Houve uma descoberta sobre a possibilidade de ministrar atividades práticas e
conceituais simultaneamente, ou pelo menos, uma atividade de modelagem que
funciona como um pseudo-organizador prévio para criar a partir do conhecimento
anterior relevante para relacionar com os conteúdos de Ciências.
As dificuldades percebidas foram: a necessidade de introduzir e manter a
formação sobre a construção de objetivos com um parâmetro comum entre disciplinas,
pois alguns usavam a Taxonomia de Bloom (SILVA; MARTINS, 2014), enquanto outros
não tinham nenhuma referência.
Houve resistência pela manutenção de um modelo pedagógico de aulas iniciais
teóricas e depois práticas, e com relação ao papel do educador enquanto um expositor
de conteúdos, e não um facilitador da construção do conhecimento. Isso foi recorrente
até o final da disciplina, uma vez que mesmo que os alunos compreendam a
possibilidade didática diversa, há uma tendência de repetir as formas enraizadas
expositivas.
A maior contribuição foi perceber a valorização do trabalho docente no
planejamento reverso, ao reconhecer no educador científico um planejador e um
avaliador das suas atividades. Isso foi uma questão repetida por elas nas reflexões da
atividade 5.
Essa abordagem precisará de refinamentos, especialmente no tocante às
devolutivas individuais, pois houve equipes em que ainda alguns integrantes não
realizaram participação efetiva, e ainda não se desenvolveu um repertório ético
educativo do desenvolvimento profissional, pois alguns ainda não se enxergam como
possíveis professores em formação profissional. Todavia, alguns se aproximaram
rapidamente dessa perspectiva profissional por meio das oficinas.

Referências

PERES, F.; RODRIGUES, K. M.; SILVA, T. L. Literacia em Saúde. Rio de Janeiro:


Editora Fiocruz, 2021.
SILVA, V. A. da; MARTINS, M. I. Análise de questões de Física do Enem pela taxonomia
de Bloom revisada. Ensaio Pesquisa em Educação em Ciências, Belo Horizonte, v.
16, p. 189-202, 2014.
WIGGINS, G. McTIGHE, J. Planejamento para a compreensão – alinhando currículo,
avaliação e ensino por meio do planejamento reverso. 2. ed. (ampliada).

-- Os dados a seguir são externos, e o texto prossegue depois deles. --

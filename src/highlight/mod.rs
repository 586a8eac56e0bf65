//! Highlight controller.
//!
//! Two states: Idle (no [`HighlightState`]) and Highlighted. Applying a new
//! highlight always tears down the previous one first, so highlights never
//! stack. Clearing restores every tracked element and then sweeps the panel
//! for untracked leftovers.

pub mod panel;
pub mod theme;

pub use panel::{Border, ElementStyle, MemoryPanel, PresentationFault, ScrollRequest, SourcePanel};
pub use theme::{HighlightTheme, Rgba};

use std::time::Duration;

use crate::dom::ElementId;

/// Default delay before the primary match is scrolled into view.
pub const DEFAULT_SCROLL_DELAY: Duration = Duration::from_millis(100);

/// What an element looked like before it was highlighted.
#[derive(Debug, Clone, Copy, PartialEq)]
pub struct RestoreRecord {
    pub element: ElementId,
    pub prior: ElementStyle,
}

/// The currently decorated elements, in application order.
#[derive(Debug, Clone, PartialEq)]
pub struct HighlightState {
    pub records: Vec<RestoreRecord>,
    pub primary: ElementId,
    pub theme: HighlightTheme,
}

impl HighlightState {
    pub fn elements(&self) -> impl Iterator<Item = ElementId> + '_ {
        self.records.iter().map(|r| r.element)
    }
}

/// Result of one `highlight` call.
#[derive(Debug, Clone, Default, PartialEq, Eq)]
pub struct Applied {
    pub decorated: Vec<ElementId>,
    pub primary: Option<ElementId>,
    /// Elements skipped because the panel refused to read or write them
    pub faults: usize,
}

#[derive(Debug)]
pub struct HighlightController {
    state: Option<HighlightState>,
    scroll_delay: Duration,
}

impl Default for HighlightController {
    fn default() -> Self {
        Self::new()
    }
}

impl HighlightController {
    pub fn new() -> Self {
        Self {
            state: None,
            scroll_delay: DEFAULT_SCROLL_DELAY,
        }
    }

    pub fn with_scroll_delay(mut self, delay: Duration) -> Self {
        self.scroll_delay = delay;
        self
    }

    pub fn is_highlighted(&self) -> bool {
        self.state.is_some()
    }

    pub fn state(&self) -> Option<&HighlightState> {
        self.state.as_ref()
    }

    /// Decorate `elements` (first = primary) with the theme for `level`.
    pub fn highlight<P>(&mut self, panel: &mut P, elements: &[ElementId], level: u32) -> Applied
    where
        P: SourcePanel + ?Sized,
    {
        if self.state.is_some() {
            self.clear(panel);
        }

        let theme = HighlightTheme::for_level(level);
        let mut applied = Applied::default();
        let mut records = Vec::with_capacity(elements.len());

        for &element in elements {
            let prior = match panel.style(element) {
                Ok(style) => style.without_highlight(),
                Err(fault) => {
                    log::warn!("Skipping highlight: {}", fault);
                    applied.faults += 1;
                    continue;
                }
            };
            if let Err(fault) = panel.set_style(element, prior.highlighted(theme)) {
                log::warn!("Skipping highlight: {}", fault);
                applied.faults += 1;
                continue;
            }
            records.push(RestoreRecord { element, prior });
            applied.decorated.push(element);
        }

        if let Some(&primary) = applied.decorated.first() {
            panel.bring_into_view(ScrollRequest {
                element: primary,
                delay: self.scroll_delay,
            });
            applied.primary = Some(primary);
            self.state = Some(HighlightState {
                records,
                primary,
                theme,
            });
        }

        applied
    }

    /// Restore tracked elements, then strip any leftover highlight anywhere
    /// in the panel. Safe to call when idle. Returns the number of elements
    /// touched.
    pub fn clear<P>(&mut self, panel: &mut P) -> usize
    where
        P: SourcePanel + ?Sized,
    {
        let mut touched = 0;

        if let Some(state) = self.state.take() {
            for record in state.records.iter().rev() {
                match panel.set_style(record.element, record.prior) {
                    Ok(()) => touched += 1,
                    Err(fault) => log::warn!("Restore failed: {}", fault),
                }
            }
        }

        for element in panel.highlighted_elements() {
            let restored = panel
                .style(element)
                .and_then(|style| panel.set_style(element, style.without_highlight()));
            match restored {
                Ok(()) => {
                    log::debug!("Swept untracked highlight from {}", element);
                    touched += 1;
                }
                Err(fault) => log::warn!("Sweep failed: {}", fault),
            }
        }

        touched
    }
}

#[cfg(test)]
mod tests {
    use super::*;
    use crate::dom::{ElementRole, SourceDocument};

    fn panel(n: usize) -> MemoryPanel {
        MemoryPanel::new(SourceDocument::from_elements(
            (0..n).map(|i| (ElementRole::Paragraph, format!("paragraph {i}"))),
        ))
    }

    #[test]
    fn highlight_decorates_and_scrolls_primary() {
        let mut p = panel(4);
        let mut ctl = HighlightController::new();
        let applied = ctl.highlight(&mut p, &[ElementId(1), ElementId(2)], 2);

        assert_eq!(applied.decorated, vec![ElementId(1), ElementId(2)]);
        assert_eq!(applied.primary, Some(ElementId(1)));
        assert_eq!(p.highlighted_elements(), vec![ElementId(1), ElementId(2)]);
        assert_eq!(p.style_of(ElementId(1)).unwrap().highlight, Some(HighlightTheme::Level2));
        assert_eq!(
            p.scroll_requests(),
            &[ScrollRequest {
                element: ElementId(1),
                delay: DEFAULT_SCROLL_DELAY,
            }]
        );
        assert!(ctl.is_highlighted());
    }

    #[test]
    fn clear_restores_prior_style() {
        let own = Rgba::rgba(10, 20, 30, 255);
        let prior = ElementStyle {
            background: Some(own),
            ..ElementStyle::default()
        };
        let mut p = panel(3).with_style(ElementId(0), prior);
        let mut ctl = HighlightController::new();
        ctl.highlight(&mut p, &[ElementId(0)], 1);
        assert_ne!(p.style_of(ElementId(0)), Some(&prior));

        ctl.clear(&mut p);
        assert_eq!(p.style_of(ElementId(0)), Some(&prior));
        assert!(!ctl.is_highlighted());
    }

    #[test]
    fn clear_twice_is_safe() {
        let mut p = panel(3);
        let mut ctl = HighlightController::new();
        ctl.highlight(&mut p, &[ElementId(0)], 1);
        ctl.clear(&mut p);
        assert_eq!(ctl.clear(&mut p), 0);
        assert!(p.highlighted_elements().is_empty());
    }

    #[test]
    fn clear_when_idle_is_noop() {
        let mut p = panel(2);
        assert_eq!(HighlightController::new().clear(&mut p), 0);
    }

    #[test]
    fn second_highlight_replaces_first() {
        let mut p = panel(6);
        let mut ctl = HighlightController::new();
        ctl.highlight(&mut p, &[ElementId(0), ElementId(1)], 1);
        ctl.highlight(&mut p, &[ElementId(4)], 3);
        assert_eq!(p.highlighted_elements(), vec![ElementId(4)]);
        assert_eq!(ctl.state().map(|s| s.primary), Some(ElementId(4)));
    }

    #[test]
    fn sweep_removes_untracked_leftovers() {
        let stale = ElementStyle::default().highlighted(HighlightTheme::Level3);
        let mut p = panel(3).with_style(ElementId(2), stale);
        let mut ctl = HighlightController::new();
        assert_eq!(ctl.clear(&mut p), 1);
        assert_eq!(p.style_of(ElementId(2)), Some(&ElementStyle::default()));
    }

    #[test]
    fn faulty_element_does_not_stop_batch() {
        let mut p = panel(2);
        let mut ctl = HighlightController::new();
        let applied = ctl.highlight(&mut p, &[ElementId(9), ElementId(1)], 1);
        assert_eq!(applied.faults, 1);
        assert_eq!(applied.decorated, vec![ElementId(1)]);
        assert_eq!(applied.primary, Some(ElementId(1)));
    }

    #[test]
    fn nothing_decorated_stays_idle() {
        let mut p = panel(1);
        let mut ctl = HighlightController::new();
        let applied = ctl.highlight(&mut p, &[ElementId(7)], 1);
        assert!(applied.decorated.is_empty());
        assert!(!ctl.is_highlighted());
        assert!(p.scroll_requests().is_empty());
    }
}
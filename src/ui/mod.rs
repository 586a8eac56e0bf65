//! Stateless egui helpers shared by the outline and source panels.

use mindmap_lens::dom::ElementRole;
use mindmap_lens::highlight::{ElementStyle, Rgba};

pub fn to_color32(c: Rgba) -> egui::Color32 {
    egui::Color32::from_rgba_unmultiplied(c.r, c.g, c.b, c.a)
}

/// Frame painting an element's current decoration.
pub fn element_frame(style: &ElementStyle) -> egui::Frame {
    let mut frame = egui::Frame::none().inner_margin(6.0).rounding(4.0);
    if let Some(bg) = style.background {
        frame = frame.fill(to_color32(bg));
    }
    if let Some(border) = style.border {
        frame = frame.stroke(egui::Stroke::new(border.width, to_color32(border.color)));
    }
    frame
}

/// Display text for a source element, sized by its role.
pub fn role_text(role: ElementRole, text: &str) -> egui::RichText {
    match role {
        ElementRole::Heading(1) => egui::RichText::new(text).size(28.0).strong(),
        ElementRole::Heading(2) => egui::RichText::new(text).size(22.0).strong(),
        ElementRole::Heading(_) => egui::RichText::new(text).size(18.0),
        ElementRole::ListItem => egui::RichText::new(format!("\u{2022} {}", text)),
        ElementRole::TableCell => egui::RichText::new(text).monospace(),
        ElementRole::Paragraph | ElementRole::Generic => egui::RichText::new(text),
    }
}

/// Display text for an outline node, sized by its level.
pub fn outline_text(level: u32, text: &str) -> egui::RichText {
    match level {
        0 | 1 => egui::RichText::new(text).size(18.0).strong(),
        2 => egui::RichText::new(text).size(16.0),
        _ => egui::RichText::new(text).size(14.0),
    }
}

/// Truncate a string to `max_chars`, appending "..." if truncated.
pub fn truncate_str(s: &str, max_chars: usize) -> String {
    if s.chars().count() <= max_chars {
        s.to_string()
    } else {
        let t: String = s.chars().take(max_chars.saturating_sub(3)).collect();
        format!("{}...", t)
    }
}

Porto Alegre:
Penso, 2019.
ZÔMPERO, A. F.; CARVALHO, A. A. S.; CRIVELARO, B. L. Educação científica e
convergências com a Literacia em Saúde: reflexões para a formação do indivíduo. In:
ANDRADE, M. A. B. S. PECEM: 20 anos de pesquisas em ensino de ciências e
educação matemática. São Paulo: Livraria da Física, 2022. pp. 97-120.